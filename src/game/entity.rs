// Entity record: a drawable with optional animation and behaviours

use glam::{IVec2, Vec2};

use super::animation::AnimationState;
use super::attack::AttackState;
use super::chase::ChaseBehavior;
use crate::core::Rect;

/// Index of an entity in the world registry
#[derive(Debug, Clone, Copy, PartialEq, Eq, Hash)]
pub struct EntityId(pub(crate) usize);

/// Index of a loaded sprite sheet
#[derive(Debug, Clone, Copy, PartialEq, Eq, Hash)]
pub struct SheetId(pub usize);

/// Index of a loaded standalone image
#[derive(Debug, Clone, Copy, PartialEq, Eq, Hash)]
pub struct ImageId(pub usize);

/// What an entity draws
#[derive(Debug, Clone, PartialEq)]
pub enum EntityKind {
    /// A single image scaled to the entity's bounds
    StaticProp { image: ImageId },
    /// A sprite-sheet character animated from its velocity
    AnimatedCharacter {
        sheet: SheetId,
        animation: AnimationState,
    },
}

/// A live object in the world
#[derive(Debug, Clone, PartialEq)]
pub struct Entity {
    pub bounds: Rect,
    /// Per-tick displacement, each component in {-1, 0, 1}
    pub velocity: IVec2,
    /// Pixels moved per unit of velocity
    pub speed: f32,
    pub kind: EntityKind,
    pub attack: Option<AttackState>,
    pub chase: Option<ChaseBehavior>,
    /// Screen size to keep the entity inside after moving
    pub clamp_to: Option<Vec2>,
}

impl Entity {
    /// A static image; it still integrates its raw velocity
    pub fn prop(bounds: Rect, image: ImageId) -> Self {
        Self {
            bounds,
            velocity: IVec2::ZERO,
            speed: 1.0,
            kind: EntityKind::StaticProp { image },
            attack: None,
            chase: None,
            clamp_to: None,
        }
    }

    /// An animated character moving `speed` pixels per tick
    pub fn character(bounds: Rect, sheet: SheetId, speed: f32) -> Self {
        Self {
            bounds,
            velocity: IVec2::ZERO,
            speed,
            kind: EntityKind::AnimatedCharacter {
                sheet,
                animation: AnimationState::new(),
            },
            attack: None,
            chase: None,
            clamp_to: None,
        }
    }

    pub fn with_attack(mut self, attack: AttackState) -> Self {
        self.attack = Some(attack);
        self
    }

    pub fn with_chase(mut self, chase: ChaseBehavior) -> Self {
        self.chase = Some(chase);
        self
    }

    pub fn clamped_to(mut self, screen: Vec2) -> Self {
        self.clamp_to = Some(screen);
        self
    }

    pub fn position(&self) -> Vec2 {
        self.bounds.position()
    }

    pub fn is_attacking(&self) -> bool {
        self.attack.is_some_and(|attack| attack.is_attacking())
    }

    pub fn animation(&self) -> Option<&AnimationState> {
        match &self.kind {
            EntityKind::AnimatedCharacter { animation, .. } => Some(animation),
            EntityKind::StaticProp { .. } => None,
        }
    }

    pub fn animation_mut(&mut self) -> Option<&mut AnimationState> {
        match &mut self.kind {
            EntityKind::AnimatedCharacter { animation, .. } => Some(animation),
            EntityKind::StaticProp { .. } => None,
        }
    }

    /// Move by `velocity * speed`, then clamp to the screen if required
    pub fn integrate(&mut self) {
        let delta = self.velocity.as_vec2() * self.speed;
        self.bounds.translate(delta);

        if let Some(screen) = self.clamp_to {
            self.bounds.clamp_within(screen);
        }
    }

    /// Advance the animation for this tick, if the entity has one
    pub fn animate(&mut self) {
        let velocity = self.velocity;
        let attacking = self.is_attacking();
        if let Some(animation) = self.animation_mut() {
            animation.advance(velocity, attacking);
        }
    }
}

#[cfg(test)]
mod tests {
    use super::*;
    use approx::assert_relative_eq;

    #[test]
    fn test_prop_moves_by_raw_vector() {
        let mut prop = Entity::prop(Rect::new(10.0, 10.0, 32.0, 32.0), ImageId(0));
        prop.velocity = IVec2::new(1, -1);
        prop.integrate();
        assert_relative_eq!(prop.bounds.x, 11.0);
        assert_relative_eq!(prop.bounds.y, 9.0);
        assert!(prop.animation().is_none());
    }

    #[test]
    fn test_character_scales_by_speed() {
        let mut character = Entity::character(Rect::new(0.0, 0.0, 10.0, 10.0), SheetId(0), 3.0);
        character.velocity = IVec2::new(1, 1);
        character.integrate();
        assert_eq!(character.position(), Vec2::new(3.0, 3.0));
    }

    #[test]
    fn test_clamped_character_stays_on_screen() {
        let screen = Vec2::new(500.0, 500.0);
        let mut character =
            Entity::character(Rect::new(398.0, 1.0, 100.0, 100.0), SheetId(0), 2.0)
                .clamped_to(screen);
        character.velocity = IVec2::new(1, -1);

        for _ in 0..10 {
            character.integrate();
            assert!(character.bounds.x >= 0.0 && character.bounds.x <= 400.0);
            assert!(character.bounds.y >= 0.0 && character.bounds.y <= 400.0);
        }
        assert_eq!(character.position(), Vec2::new(400.0, 0.0));
    }

    #[test]
    fn test_animate_uses_velocity() {
        let mut character = Entity::character(Rect::new(0.0, 0.0, 10.0, 10.0), SheetId(0), 1.0);
        character.velocity = IVec2::new(-1, 0);
        character.animate();

        let animation = character.animation().copied().unwrap_or_default();
        assert!(animation.flip_horizontal);
        assert_eq!(animation.frame_timer, 1);
    }

    #[test]
    fn test_not_attacking_without_attack_state() {
        let character = Entity::character(Rect::new(0.0, 0.0, 10.0, 10.0), SheetId(0), 1.0);
        assert!(!character.is_attacking());
        assert!(character.with_attack(AttackState::default()).attack.is_some());
    }
}
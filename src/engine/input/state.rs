// Held and edge-triggered action state

use super::action::Action;
use crate::core::DirectionFlags;
use crate::game::world::Controls;
use std::collections::HashSet;

/// Input state for the local player
#[derive(Debug, Default)]
pub struct InputState {
    /// Actions currently held
    pressed: HashSet<Action>,

    /// Actions that went down since the last tick
    just_pressed: HashSet<Action>,
}

impl InputState {
    /// Check if an action is currently pressed
    pub fn is_pressed(&self, action: Action) -> bool {
        self.pressed.contains(&action)
    }

    /// Check if an action was just pressed this tick
    pub fn just_pressed(&self, action: Action) -> bool {
        self.just_pressed.contains(&action)
    }

    /// Register an action press. Pressing an already held action is not a new press.
    pub(crate) fn press(&mut self, action: Action) {
        if self.pressed.insert(action) {
            self.just_pressed.insert(action);
        }
    }

    /// Register an action release. A press in the same tick still counts.
    pub(crate) fn release(&mut self, action: Action) {
        self.pressed.remove(&action);
    }

    /// Clear edge state; call once after each tick consumed the input
    pub fn end_tick(&mut self) {
        self.just_pressed.clear();
    }

    /// Release everything, e.g. when the window loses focus
    pub fn reset(&mut self) {
        self.pressed.clear();
        self.just_pressed.clear();
    }

    /// Held state of the four movement actions
    pub fn direction_flags(&self) -> DirectionFlags {
        DirectionFlags {
            left: self.is_pressed(Action::MoveLeft),
            right: self.is_pressed(Action::MoveRight),
            up: self.is_pressed(Action::MoveUp),
            down: self.is_pressed(Action::MoveDown),
        }
    }

    /// Player intent for the next tick
    pub fn controls(&self) -> Controls {
        Controls {
            direction: self.direction_flags().to_vector(),
            attack_pressed: self.just_pressed(Action::Attack),
        }
    }
}

#[cfg(test)]
mod tests {
    use super::*;
    use glam::IVec2;

    #[test]
    fn test_press_action() {
        let mut input = InputState::default();
        input.press(Action::Attack);
        assert!(input.is_pressed(Action::Attack));
        assert!(input.just_pressed(Action::Attack));
    }

    #[test]
    fn test_release_action() {
        let mut input = InputState::default();
        input.press(Action::MoveUp);
        input.end_tick();
        input.release(Action::MoveUp);
        assert!(!input.is_pressed(Action::MoveUp));
        assert!(!input.just_pressed(Action::MoveUp));
    }

    #[test]
    fn test_release_unpressed_action() {
        let mut input = InputState::default();
        input.release(Action::MoveUp);
        assert!(!input.is_pressed(Action::MoveUp));
        assert_eq!(input.controls(), Controls::default());
    }

    #[test]
    fn test_just_pressed_cleared_on_end_tick() {
        let mut input = InputState::default();
        input.press(Action::Attack);
        input.end_tick();
        assert!(input.is_pressed(Action::Attack));
        assert!(!input.just_pressed(Action::Attack));
    }

    #[test]
    fn test_held_key_is_not_a_fresh_press() {
        let mut input = InputState::default();
        input.press(Action::Attack);
        input.end_tick();
        input.press(Action::Attack);
        assert!(!input.just_pressed(Action::Attack));
        assert!(!input.controls().attack_pressed);
    }

    #[test]
    fn test_controls_direction() {
        let mut input = InputState::default();
        assert_eq!(input.controls(), Controls::default());

        input.press(Action::MoveRight);
        input.press(Action::MoveUp);
        assert_eq!(input.controls().direction, IVec2::new(1, -1));

        input.press(Action::MoveLeft);
        assert_eq!(input.controls().direction, IVec2::new(0, -1));
    }

    #[test]
    fn test_controls_attack_edge() {
        let mut input = InputState::default();
        input.press(Action::Attack);
        assert!(input.controls().attack_pressed);
        input.end_tick();
        assert!(!input.controls().attack_pressed);
    }

    #[test]
    fn test_reset() {
        let mut input = InputState::default();
        input.press(Action::MoveDown);
        input.press(Action::Attack);
        input.reset();
        assert_eq!(input.direction_flags(), DirectionFlags::default());
        assert!(!input.just_pressed(Action::Attack));
    }
}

◇ ◇ ◇ ◇

● Exercise brief
Which lines above run from the one containing "pub fn with_chase(mut" down to the one containing "match &mut self.kind"? Repeat exactly those, both ends included, and nothing else.

● Answer to this task
    pub fn with_chase(mut self, chase: ChaseBehavior) -> Self {
        self.chase = Some(chase);
        self
    }

    pub fn clamped_to(mut self, screen: Vec2) -> Self {
        self.clamp_to = Some(screen);
        self
    }

    pub fn position(&self) -> Vec2 {
        self.bounds.position()
    }

    pub fn is_attacking(&self) -> bool {
        self.attack.is_some_and(|attack| attack.is_attacking())
    }

    pub fn animation(&self) -> Option<&AnimationState> {
        match &self.kind {
            EntityKind::AnimatedCharacter { animation, .. } => Some(animation),
            EntityKind::StaticProp { .. } => None,
        }
    }

    pub fn animation_mut(&mut self) -> Option<&mut AnimationState> {
        match &mut self.kind {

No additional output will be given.